### Listed records

┏━━

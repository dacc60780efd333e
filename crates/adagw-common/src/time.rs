//! ---
//! gw_section: "01-core-functionality"
//! gw_subsection: "module"
//! gw_type: "source"
//! gw_scope: "code"
//! gw_description: "Shared primitives and utilities for the gateway runtime."
//! gw_version: "v0.0.0-prealpha"
//! gw_owner: "tbd"
//! ---
use std::fmt::Debug;
use std::sync::atomic::{AtomicI64, Ordering};
use std::time::{Duration, Instant};

use chrono::Utc;
use tokio::time::MissedTickBehavior;

/// Wall-clock readings at or below this instant (2015-01-01T00:00:00Z) are
/// treated as a clock that has not been set yet.
pub const EPOCH_FLOOR: i64 = 1_420_070_400;

/// Returns `true` when `ts` can be a real wall-clock reading.
pub fn is_valid_timestamp(ts: i64) -> bool {
    ts > EPOCH_FLOOR
}

/// Source of wall-clock and monotonic time.
pub trait Clock: Send + Sync + Debug {
    /// Seconds since the Unix epoch according to the (possibly wrong) system clock.
    fn unix_now(&self) -> i64;

    /// Seconds elapsed on a clock that never jumps.
    fn monotonic_secs(&self) -> i64;

    fn is_valid(&self) -> bool {
        is_valid_timestamp(self.unix_now())
    }
}

/// Clock backed by the operating system.
#[derive(Debug)]
pub struct SystemClock {
    origin: Instant,
}

impl SystemClock {
    pub fn new() -> Self {
        Self {
            origin: Instant::now(),
        }
    }
}

impl Default for SystemClock {
    fn default() -> Self {
        Self::new()
    }
}

impl Clock for SystemClock {
    fn unix_now(&self) -> i64 {
        Utc::now().timestamp()
    }

    fn monotonic_secs(&self) -> i64 {
        i64::try_from(self.origin.elapsed().as_secs()).unwrap_or(i64::MAX)
    }
}

/// Hand-driven clock for simulations and tests.
#[derive(Debug, Default)]
pub struct ManualClock {
    wall: AtomicI64,
    monotonic: AtomicI64,
}

impl ManualClock {
    pub fn new(wall: i64) -> Self {
        Self {
            wall: AtomicI64::new(wall),
            monotonic: AtomicI64::new(0),
        }
    }

    pub fn set_wall(&self, wall: i64) {
        self.wall.store(wall, Ordering::SeqCst);
    }

    /// Move both clocks forward by `secs`.
    pub fn advance(&self, secs: i64) {
        self.wall.fetch_add(secs, Ordering::SeqCst);
        self.monotonic.fetch_add(secs, Ordering::SeqCst);
    }
}

impl Clock for ManualClock {
    fn unix_now(&self) -> i64 {
        self.wall.load(Ordering::SeqCst)
    }

    fn monotonic_secs(&self) -> i64 {
        self.monotonic.load(Ordering::SeqCst)
    }
}

/// Fixed-period loop pacing; late ticks are delayed rather than bunched.
#[derive(Debug)]
pub struct Cadence {
    interval: tokio::time::Interval,
}

impl Cadence {
    pub fn new(period: Duration) -> Self {
        let mut interval = tokio::time::interval(period);
        interval.set_missed_tick_behavior(MissedTickBehavior::Delay);
        Self { interval }
    }

    pub async fn tick(&mut self) -> tokio::time::Instant {
        self.interval.tick().await
    }
}

#[cfg(test)]
mod tests {
    use super::*;

    #[test]
    fn floor_is_exclusive() {
        assert!(!is_valid_timestamp(EPOCH_FLOOR));
        assert!(is_valid_timestamp(EPOCH_FLOOR + 1));
        assert!(!is_valid_timestamp(1_000_000));
    }

    #[test]
    fn manual_clock_advances_both_axes() {
        let clock = ManualClock::new(1_000_000);
        assert!(!clock.is_valid());
        clock.advance(37);
        assert_eq!(clock.unix_now(), 1_000_037);
        assert_eq!(clock.monotonic_secs(), 37);
        clock.set_wall(1_700_000_000);
        assert!(clock.is_valid());
        assert_eq!(clock.monotonic_secs(), 37);
    }

    #[test]
    fn system_clock_is_past_the_floor() {
        assert!(SystemClock::new().is_valid());
    }
}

┗━━

### Task description
How many lines of the listing include the string "that"? Respond with the number only.

### Written reply
2